--- START ---
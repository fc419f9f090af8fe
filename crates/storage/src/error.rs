//! Storage Error Types
//!
//! Structured errors using `exn` for automatic location tracking and error
//! tree construction.

use derive_more::{Display, Error};
use std::io::Error as IoError;
use std::path::PathBuf;

/// A storage error with automatic location tracking.
pub type Error = exn::Exn<ErrorKind>;
/// Result type alias for storage operations.
pub type Result<T> = std::result::Result<T, Error>;

/// Actionable error categories.
///
/// These describe what the caller should *do*, not what went wrong internally.
#[derive(Debug, Display, Error)]
pub enum ErrorKind {
    /// Blob does not exist
    #[display("file not found: {}", _0.display())]
    NotFound(#[error(not(source))] PathBuf),
    /// Access denied by the filesystem
    #[display("permission denied: {}", _0.display())]
    PermissionDenied(#[error(not(source))] PathBuf),
    /// Underlying I/O error
    #[display("I/O error: {_0}")]
    Io(IoError),
    /// Path contains invalid characters or escapes root
    #[display("invalid path: {}", _0.display())]
    InvalidPath(#[error(not(source))] PathBuf),
    /// Backend-specific error
    #[display("backend error: {_0}")]
    BackendError(#[error(not(source))] String),
}
impl From<IoError> for ErrorKind {
    fn from(err: IoError) -> Self {
        Self::Io(err)
    }
}

impl ErrorKind {
    /// Returns `true` if retrying might succeed.
    pub fn is_retryable(&self) -> bool {
        matches!(self, Self::Io(_) | Self::BackendError(_))
    }

    /// Returns `true` if the blob is simply absent.
    pub fn is_not_found(&self) -> bool {
        matches!(self, Self::NotFound(_))
    }
}

#[cfg(test)]
mod tests {
    use super::*;

    #[test]
    fn test_classification() {
        let missing = ErrorKind::NotFound(PathBuf::from("Foo.1.0.0.nupkg"));
        assert!(missing.is_not_found());
        assert!(!missing.is_retryable());
        assert_eq!(missing.to_string(), "file not found: Foo.1.0.0.nupkg");
        let io = ErrorKind::from(IoError::other("disk on fire"));
        assert!(io.is_retryable());
        assert!(!io.is_not_found());
    }
}
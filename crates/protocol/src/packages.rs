use crate::error::{ErrorKind, Result};
use crate::models::{PackageList, PackageSummary, PackageVersions};
use exn::ResultExt;
use nupack_store::{PackageRecord, Query, Store};
use std::collections::HashMap;
use std::sync::Arc;
use tracing::instrument;

/// Flat container listing for `id`, or `None` if it has no versions.
#[instrument(skip(store))]
pub async fn versions(store: &Store, id: &str) -> Result<Option<PackageVersions>> {
    let records = store.versions(id).await.or_raise(|| ErrorKind::Store)?;
    if records.is_empty() {
        return Ok(None);
    }
    let versions = records.iter().map(|r| r.version.to_lowercase()).collect();
    Ok(Some(PackageVersions { versions }))
}

/// The archive bytes of one version.
#[instrument(skip(store))]
pub async fn content(store: &Store, id: &str, version: &str) -> Result<Option<Vec<u8>>> {
    let Some(record) = store.get(id, version).await.or_raise(|| ErrorKind::Store)? else {
        return Ok(None);
    };
    store.read_blob(&record).await.or_raise(|| ErrorKind::Store)
}

/// The `.nuspec` document embedded in one version's archive.
#[instrument(skip(store))]
pub async fn manifest(store: &Store, id: &str, version: &str) -> Result<Option<Vec<u8>>> {
    let Some(record) = store.get(id, version).await.or_raise(|| ErrorKind::Store)? else {
        return Ok(None);
    };
    let Some(archive) = store.read_blob(&record).await.or_raise(|| ErrorKind::Store)? else {
        return Ok(None);
    };
    let corrupt = || ErrorKind::CorruptPackage { id: record.id.clone(), version: record.version.clone() };
    let document = tokio::task::spawn_blocking(move || nupack_manifest::nuspec(archive))
        .await
        .or_raise(corrupt)?
        .or_raise(corrupt)?;
    Ok(Some(document))
}

pub async fn package_exists(store: &Store, id: &str, version: &str) -> Result<bool> {
    Ok(store.get(id, version).await.or_raise(|| ErrorKind::Store)?.is_some())
}

/// Distinct package ids, ordered ignoring case.
pub async fn package_ids(store: &Store) -> Result<Vec<String>> {
    store.package_ids().await.or_raise(|| ErrorKind::Store)
}

#[derive(Default)]
struct Latest {
    any: Option<String>,
    stable: Option<String>,
}

/// Highest and highest non-prerelease version per lowercase id.
fn latest_versions(records: &[Arc<PackageRecord>]) -> HashMap<String, Latest> {
    let mut by_id: HashMap<String, Vec<&Arc<PackageRecord>>> = HashMap::new();
    for record in records {
        by_id.entry(record.id.to_lowercase()).or_default().push(record);
    }
    by_id
        .into_iter()
        .map(|(id, versions)| {
            let any = nupack_version::max_version(versions.iter().copied(), |r| r.version.as_str()).value;
            let stable = versions.iter().copied().filter(|r| !r.is_prerelease());
            let stable = nupack_version::max_version(stable, |r| r.version.as_str()).value;
            let latest = Latest { any: any.map(|r| r.version.clone()), stable: stable.map(|r| r.version.clone()) };
            (id, latest)
        })
        .collect()
}

fn summary(record: &PackageRecord, latest: Option<&Latest>) -> PackageSummary {
    let is = |version: Option<&String>| version.is_some_and(|v| *v == record.version);
    PackageSummary {
        id: record.id.clone(),
        version: record.version.clone(),
        title: record.title.clone(),
        description: record.description.clone(),
        summary: record.summary.clone(),
        authors: record.authors_display(),
        owners: record.owners_display(),
        tags: record.tags.clone(),
        release_notes: record.release_notes.clone(),
        copyright: record.copyright.clone(),
        language: record.language.clone(),
        icon_url: record.icon_url.clone(),
        project_url: record.project_url.clone(),
        license_url: record.license_url.clone(),
        require_license_acceptance: record.require_license_acceptance,
        dependencies: record.dependencies.clone(),
        created: record.created,
        published: record.published,
        size: record.size,
        file_name: record.file_name(),
        is_prerelease: record.is_prerelease(),
        is_latest_version: is(latest.and_then(|l| l.any.as_ref())),
        is_absolute_latest_version: is(latest.and_then(|l| l.stable.as_ref())),
    }
}

/// Legacy per-version listing.
///
/// The latest flags are computed against every stored version of each id,
/// not only the ones matching `query`.
#[instrument(skip(store))]
pub async fn packages(store: &Store, query: &Query, skip: usize, take: usize) -> Result<PackageList> {
    let matching = store.find(query).await.or_raise(|| ErrorKind::Store)?;
    let all = match query {
        Query::All => matching.clone(),
        _ => store.find(&Query::All).await.or_raise(|| ErrorKind::Store)?,
    };
    let latest = latest_versions(&all);
    let total_count = matching.len();
    let packages = matching
        .iter()
        .skip(skip)
        .take(take)
        .map(|r| summary(r, latest.get(&r.id.to_lowercase())))
        .collect();
    Ok(PackageList { packages, total_count })
}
--- END ---
- [Requirement]: Each record needs to be duplicated exactly.

- [Expected answer]:
repository fc419f9f090af8fe
filename crates/storage/src/error.rs
//! Storage Error Types
//!
//! Structured errors using `exn` for automatic location tracking and error
//! tree construction.

use derive_more::{Display, Error};
use std::io::Error as IoError;
use std::path::PathBuf;

/// A storage error with automatic location tracking.
pub type Error = exn::Exn<ErrorKind>;
/// Result type alias for storage operations.
pub type Result<T> = std::result::Result<T, Error>;

/// Actionable error categories.
///
/// These describe what the caller should *do*, not what went wrong internally.
#[derive(Debug, Display, Error)]
pub enum ErrorKind {
    /// Blob does not exist
    #[display("file not found: {}", _0.display())]
    NotFound(#[error(not(source))] PathBuf),
    /// Access denied by the filesystem
    #[display("permission denied: {}", _0.display())]
    PermissionDenied(#[error(not(source))] PathBuf),
    /// Underlying I/O error
    #[display("I/O error: {_0}")]
    Io(IoError),
    /// Path contains invalid characters or escapes root
    #[display("invalid path: {}", _0.display())]
    InvalidPath(#[error(not(source))] PathBuf),
    /// Backend-specific error
    #[display("backend error: {_0}")]
    BackendError(#[error(not(source))] String),
}
impl From<IoError> for ErrorKind {
    fn from(err: IoError) -> Self {
        Self::Io(err)
    }
}

impl ErrorKind {
    /// Returns `true` if retrying might succeed.
    pub fn is_retryable(&self) -> bool {
        matches!(self, Self::Io(_) | Self::BackendError(_))
    }

    /// Returns `true` if the blob is simply absent.
    pub fn is_not_found(&self) -> bool {
        matches!(self, Self::NotFound(_))
    }
}

#[cfg(test)]
mod tests {
    use super::*;

    #[test]
    fn test_classification() {
        let missing = ErrorKind::NotFound(PathBuf::from("Foo.1.0.0.nupkg"));
        assert!(missing.is_not_found());
        assert!(!missing.is_retryable());
        assert_eq!(missing.to_string(), "file not found: Foo.1.0.0.nupkg");
        let io = ErrorKind::from(IoError::other("disk on fire"));
        assert!(io.is_retryable());
        assert!(!io.is_not_found());
    }
}
filename crates/protocol/src/packages.rs
use crate::error::{ErrorKind, Result};
use crate::models::{PackageList, PackageSummary, PackageVersions};
use exn::ResultExt;
use nupack_store::{PackageRecord, Query, Store};
use std::collections::HashMap;
use std::sync::Arc;
use tracing::instrument;

/// Flat container listing for `id`, or `None` if it has no versions.
#[instrument(skip(store))]
pub async fn versions(store: &Store, id: &str) -> Result<Option<PackageVersions>> {
    let records = store.versions(id).await.or_raise(|| ErrorKind::Store)?;
    if records.is_empty() {
        return Ok(None);
    }
    let versions = records.iter().map(|r| r.version.to_lowercase()).collect();
    Ok(Some(PackageVersions { versions }))
}

/// The archive bytes of one version.
#[instrument(skip(store))]
pub async fn content(store: &Store, id: &str, version: &str) -> Result<Option<Vec<u8>>> {
    let Some(record) = store.get(id, version).await.or_raise(|| ErrorKind::Store)? else {
        return Ok(None);
    };
    store.read_blob(&record).await.or_raise(|| ErrorKind::Store)
}

/// The `.nuspec` document embedded in one version's archive.
#[instrument(skip(store))]
pub async fn manifest(store: &Store, id: &str, version: &str) -> Result<Option<Vec<u8>>> {
    let Some(record) = store.get(id, version).await.or_raise(|| ErrorKind::Store)? else {
        return Ok(None);
    };
    let Some(archive) = store.read_blob(&record).await.or_raise(|| ErrorKind::Store)? else {
        return Ok(None);
    };
    let corrupt = || ErrorKind::CorruptPackage { id: record.id.clone(), version: record.version.clone() };
    let document = tokio::task::spawn_blocking(move || nupack_manifest::nuspec(archive))
        .await
        .or_raise(corrupt)?
        .or_raise(corrupt)?;
    Ok(Some(document))
}

pub async fn package_exists(store: &Store, id: &str, version: &str) -> Result<bool> {
    Ok(store.get(id, version).await.or_raise(|| ErrorKind::Store)?.is_some())
}

/// Distinct package ids, ordered ignoring case.
pub async fn package_ids(store: &Store) -> Result<Vec<String>> {
    store.package_ids().await.or_raise(|| ErrorKind::Store)
}

#[derive(Default)]
struct Latest {
    any: Option<String>,
    stable: Option<String>,
}

/// Highest and highest non-prerelease version per lowercase id.
fn latest_versions(records: &[Arc<PackageRecord>]) -> HashMap<String, Latest> {
    let mut by_id: HashMap<String, Vec<&Arc<PackageRecord>>> = HashMap::new();
    for record in records {
        by_id.entry(record.id.to_lowercase()).or_default().push(record);
    }
    by_id
        .into_iter()
        .map(|(id, versions)| {
            let any = nupack_version::max_version(versions.iter().copied(), |r| r.version.as_str()).value;
            let stable = versions.iter().copied().filter(|r| !r.is_prerelease());
            let stable = nupack_version::max_version(stable, |r| r.version.as_str()).value;
            let latest = Latest { any: any.map(|r| r.version.clone()), stable: stable.map(|r| r.version.clone()) };
            (id, latest)
        })
        .collect()
}

fn summary(record: &PackageRecord, latest: Option<&Latest>) -> PackageSummary {
    let is = |version: Option<&String>| version.is_some_and(|v| *v == record.version);
    PackageSummary {
        id: record.id.clone(),
        version: record.version.clone(),
        title: record.title.clone(),
        description: record.description.clone(),
        summary: record.summary.clone(),
        authors: record.authors_display(),
        owners: record.owners_display(),
        tags: record.tags.clone(),
        release_notes: record.release_notes.clone(),
        copyright: record.copyright.clone(),
        language: record.language.clone(),
        icon_url: record.icon_url.clone(),
        project_url: record.project_url.clone(),
        license_url: record.license_url.clone(),
        require_license_acceptance: record.require_license_acceptance,
        dependencies: record.dependencies.clone(),
        created: record.created,
        published: record.published,
        size: record.size,
        file_name: record.file_name(),
        is_prerelease: record.is_prerelease(),
        is_latest_version: is(latest.and_then(|l| l.any.as_ref())),
        is_absolute_latest_version: is(latest.and_then(|l| l.stable.as_ref())),
    }
}

/// Legacy per-version listing.
///
/// The latest flags are computed against every stored version of each id,
/// not only the ones matching `query`.
#[instrument(skip(store))]
pub async fn packages(store: &Store, query: &Query, skip: usize, take: usize) -> Result<PackageList> {
    let matching = store.find(query).await.or_raise(|| ErrorKind::Store)?;
    let all = match query {
        Query::All => matching.clone(),
        _ => store.find(&Query::All).await.or_raise(|| ErrorKind::Store)?,
    };
    let latest = latest_versions(&all);
    let total_count = matching.len();
    let packages = matching
        .iter()
        .skip(skip)
        .take(take)
        .map(|r| summary(r, latest.get(&r.id.to_lowercase())))
        .collect();
    Ok(PackageList { packages, total_count })
}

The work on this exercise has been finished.